Customs facilities in Bangladesh have endured processing delays for exports and imports for two weeks, leading to concerns of more cargo pileup and backlogs at the country’s ports and inland container depots.
According to customs officials interviewed by Bangladeshi publication The Daily Star, the customs system used across the facilities now functions for only 10 to 15 minutes every two hours, causing serious delays in the clearance procedures of import and export shipments.
The customs houses use Asycuda World, an automated system for customs data processing designed to handle end-to-end online submissions of daily bills of lading. But the breakdowns have become increasingly frequent, the report said.
On Thursday, the National Board of Revenue (NBR) directed customs houses in Chattogram, Benapole, Mongla, and Dhaka to stay in operation on Friday and Saturday to mitigate the backlog. However, clearances still could not proceed based on the system’s limited functionality.
On average, the Chattogram customs house handles around 3,500 to 4,000 bills of entry per day. When the system goes down, even the simplest clearance takes up to five times longer than usual, the Daily Star said.
The customs house submitted a report Saturday indicating that the server slowdown had negatively impacted import-export assessments since July 1, further complicating congestion issues that have persisted at the port.
When the company upgraded its software last September, a similar slowdown happened due to a glitch that prevented customs officials and clearing and forwarding agents from accessing the system properly.
Chattogram Custom House acting commissioner Shafi Uddin provided a three-point recommendation to the NBR’s IT team in the report.
Uddin recommended archiving any data older than five years to reduce server load, as well as enhancing server capacity based on the number of active users. He also sought to resolve the ongoing issues by seeking technical support from the system’s operator, the Asycuda team under the United Nations Conference on Trade and Development (UNCTAD).

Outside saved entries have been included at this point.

//! Positive-displacement meter model.
//!
//! The meter fills a fixed-volume measuring chamber and emits one pulse
//! every time the chamber completes. Integration runs left to right over
//! the horizon with a single carried threshold accumulator; the
//! accumulator lives for exactly one run and is never reset mid-run.

use crate::error::{Result, SimError};

/// Threshold-crossing state carried across the horizon.
///
/// `next_threshold` starts at one chamber volume and advances by one
/// chamber volume per emitted pulse, so a large enough inflow in a single
/// step crosses several thresholds and records several pulses at the same
/// second. That multi-pulse-per-step behavior mirrors the meter hardware
/// and is intentional.
#[derive(Debug, Clone)]
pub struct PulseAccumulator {
    cumulative_m3: f64,
    next_threshold_m3: f64,
    chamber_volume_m3: f64,
}

impl PulseAccumulator {
    pub fn new(chamber_volume_m3: f64) -> Result<Self> {
        if !chamber_volume_m3.is_finite() || chamber_volume_m3 <= 0.0 {
            return Err(SimError::Configuration(format!(
                "chamber volume must be a positive finite number, got {chamber_volume_m3}"
            )));
        }
        Ok(Self {
            cumulative_m3: 0.0,
            next_threshold_m3: chamber_volume_m3,
            chamber_volume_m3,
        })
    }

    /// Integrates one second of flow and returns the pulses emitted in
    /// that step.
    pub fn step(&mut self, flow_m3s: f64) -> u32 {
        self.cumulative_m3 += flow_m3s;

        let mut pulses = 0;
        while self.cumulative_m3 >= self.next_threshold_m3 {
            pulses += 1;
            self.next_threshold_m3 += self.chamber_volume_m3;
        }
        pulses
    }

    /// Total volume integrated so far [m³].
    pub fn cumulative_m3(&self) -> f64 {
        self.cumulative_m3
    }
}

/// Integrates a per-second flow series into a per-second pulse-count
/// series.
///
/// Fails on a non-positive chamber volume and on any NaN or negative
/// flow value, reporting the offending index, before a single bad pulse
/// is emitted.
pub fn pulse_counts(flow_m3s: &[f64], chamber_volume_m3: f64) -> Result<Vec<u32>> {
    let mut acc = PulseAccumulator::new(chamber_volume_m3)?;

    for (index, &value) in flow_m3s.iter().enumerate() {
        if !value.is_finite() || value < 0.0 {
            return Err(SimError::NumericAnomaly { index, value });
        }
    }

    Ok(flow_m3s.iter().map(|&flow| acc.step(flow)).collect())
}
//! # Weekplan Core Library
//!
//! This library provides the planning logic for Weekplan, a generator that
//! fills a user's free time with activities from a shared catalog. All
//! operations are available via the standalone `weekplan` CLI, which is a
//! thin layer over this crate.
//!
//! ## Architecture
//!
//! - **Eligibility**: Narrows the catalog to what a profile's physical level allows
//! - **Timeline**: Minute-of-day arithmetic and free-gap detection around fixed blocks
//! - **Scheduler**: Greedy gap packing and the week-long generation run
//! - **Storage**: SQLite persistence and TOML-based configuration
//!
//! ## Key Components
//!
//! - [`ScheduleGenerator`]: Plans and persists a week for one user
//! - [`ScheduleDb`]: Profiles, activities, fixed blocks and generated blocks
//! - [`Config`]: Application configuration management
//! - [`ScheduleStore`]: The collaborators a generation run needs

pub mod eligibility;
pub mod error;
pub mod schedule;
pub mod scheduler;
pub mod storage;
pub mod timeline;

pub use eligibility::{filter_eligible, is_eligible};
pub use error::{ConfigError, CoreError, DatabaseError, ValidationError};
pub use schedule::{
    Activity, AvailabilityIntensity, BlockStatus, DayOfWeek, FixedBlock, GeneratedBlock,
    IntensityLevel, PhysicalLevel, Profile,
};
pub use scheduler::{
    emit, DayPlan, GenerationMode, PlacedActivity, RandomSource, ScheduleGenerator,
    SchedulerConfig, SeededRandom, SlotPacker, WeekPlan, HORIZON_DAYS,
};
pub use storage::{
    ActivityCatalog, Config, FixedBlockSource, GeneratedBlockSink, ProfileSource, ScheduleDb,
    ScheduleStore,
};
pub use timeline::{find_gaps, Gap, GapFinder};
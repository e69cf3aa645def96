//! Fixed block commands.

use chrono::NaiveTime;
use clap::Subcommand;
use uuid::Uuid;
use weekplan_core::{DayOfWeek, FixedBlock, ScheduleDb};

use super::parse_time;

#[derive(Subcommand)]
pub enum FixedAction {
    /// Add a recurring fixed block
    Add {
        /// User ID
        user: String,
        /// Day of the week, e.g. "monday"
        #[arg(long)]
        day: DayOfWeek,
        /// Start time (HH:MM)
        #[arg(long, value_parser = parse_time)]
        start: NaiveTime,
        /// End time (HH:MM)
        #[arg(long, value_parser = parse_time)]
        end: NaiveTime,
        /// Display label
        #[arg(long)]
        label: Option<String>,
    },
    /// List a user's fixed blocks
    List {
        /// User ID
        user: String,
    },
    /// Remove a fixed block
    Remove {
        /// Fixed block ID
        id: String,
    },
}

pub fn run(action: FixedAction) -> Result<(), Box<dyn std::error::Error>> {
    let db = ScheduleDb::open()?;

    match action {
        FixedAction::Add {
            user,
            day,
            start,
            end,
            label,
        } => {
            let block = FixedBlock {
                id: Uuid::new_v4().to_string(),
                user_id: user,
                day_of_week: day,
                start_time: start,
                end_time: end,
                label,
            };
            block.validate()?;
            db.create_fixed_block(&block)?;
            println!("Fixed block created: {}", block.id);
            println!("{}", serde_json::to_string_pretty(&block)?);
        }
        FixedAction::List { user } => {
            let blocks = db.list_fixed_blocks(&user)?;
            println!("{}", serde_json::to_string_pretty(&blocks)?);
        }
        FixedAction::Remove { id } => {
            if !db.delete_fixed_block(&id)? {
                return Err(format!("fixed block not found: {id}").into());
            }
            println!("Fixed block removed: {id}");
        }
    }
    Ok(())
}
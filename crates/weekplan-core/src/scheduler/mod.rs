//! Weekly schedule generation.
//!
//! This module turns a profile, the activity catalog and a user's fixed
//! blocks into a week of generated blocks:
//! - Filters the catalog down to activities the profile is eligible for
//! - Finds each day's free gaps inside the awake window
//! - Greedily packs each gap with random eligible activities and buffers
//! - Emits the placements as `scheduled` blocks and hands them to the store

mod emitter;
mod packer;
mod random;

use std::fmt;
use std::str::FromStr;

use chrono::{Datelike, Duration, NaiveDate};
use serde::{Deserialize, Serialize};

use crate::eligibility::filter_eligible;
use crate::error::{CoreError, ValidationError};
use crate::schedule::{Activity, DayOfWeek, FixedBlock, GeneratedBlock, Profile};
use crate::storage::ScheduleStore;
use crate::timeline::{Gap, GapFinder};

pub use emitter::emit;
pub use packer::{PlacedActivity, SlotPacker};
pub use random::{RandomSource, SeededRandom};

/// Number of days in one generation horizon.
pub const HORIZON_DAYS: i64 = 7;

/// What to do with blocks already stored for the horizon.
#[derive(Debug, Clone, Copy, PartialEq, Eq, Default, Serialize, Deserialize)]
#[serde(rename_all = "lowercase")]
pub enum GenerationMode {
    /// Insert alongside whatever is stored; repeated runs duplicate.
    #[default]
    Append,
    /// Remove the user's blocks inside the horizon first.
    Replace,
}

impl fmt::Display for GenerationMode {
    fn fmt(&self, f: &mut fmt::Formatter<'_>) -> fmt::Result {
        f.write_str(match self {
            GenerationMode::Append => "append",
            GenerationMode::Replace => "replace",
        })
    }
}

impl FromStr for GenerationMode {
    type Err = ValidationError;

    fn from_str(s: &str) -> Result<Self, Self::Err> {
        match s.trim().to_ascii_lowercase().as_str() {
            "append" => Ok(GenerationMode::Append),
            "replace" => Ok(GenerationMode::Replace),
            other => Err(ValidationError::InvalidValue {
                field: "mode".to_string(),
                message: format!("expected 'append' or 'replace', got '{other}'"),
            }),
        }
    }
}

An unnamed NBR IT official told The Daily Star that it would be “prudent” to consider setting up a dedicated server exclusively for the Chattogram Custom House. Officials including clearance and forwarding agents at the facility reportedly represent 80 percent of total users of the Asycuda World system.
By Thursday, the seven-day average waiting time for vessels awaiting at Chattogram Port was 5.28 days, up from 4.22 in the week prior, according to data from Kuehne + Nagel.
Chattogram Port, Bangladesh’s biggest seaport, has already been dealing with various disruptions in recent weeks, experiencing a monsoon last week that prevented feeder vessels from collecting cargo from mainline ships anchored on the hub’s outskirts. That rainfall also impacted Sri Lanka’s Port of Colombo, with some transshipment cargo delayed one to two weeks, Kuehne + Nagel said.
But weather hasn’t been the only issue pervading Bangladeshi port operations.
To close out June, customs workers at Chattogram Port walked off the job over two days, which suspended the transportation of import and export containers to and from the port, further building out congestion in its waters and at the local inland container depots (ICDs).
The port also saw severe space constraints due to the extended Eid al-Adha holiday in early June, which slowed vessel operations at two terminals due to time consuming cargo unloading. On top of that, an ongoing railway worker shortage continues to lengthen dwell times for containers waiting at the port.
Both the Chattogram Port, also known as Chittagong Port, and the ICDs, have yet to fully clear the backlog from these events, combined with July’s software disruptions.
According to the Chattogram Port Authority, the port’s yards had 44,246 twenty-foot equivalent units (TEUs) of containers as of Sunday morning, taking up nearly 83 percent of the space dedicated for the purpose. This is up from the 79 percent yard occupancy rate at the end of June.
One vessel, Maersk Jakarta, was unable to take more than 100 TEUs of export containers when it left the port on Saturday. Another Maersk ship, the Nusantara, postponed its departure Sunday as the containers it was scheduled to pick up could not be sent from the private ICDs in time.
The 21 ICDs, all located in the Dhaka area and connected by rail and truck to the Chattogram port, saw the number of export containers reach 14,512 TEUs on Sunday. This nearly doubles the typical 8,000 TEUs spread across the yards, compounding the recent delays experienced when moving cargo to the port.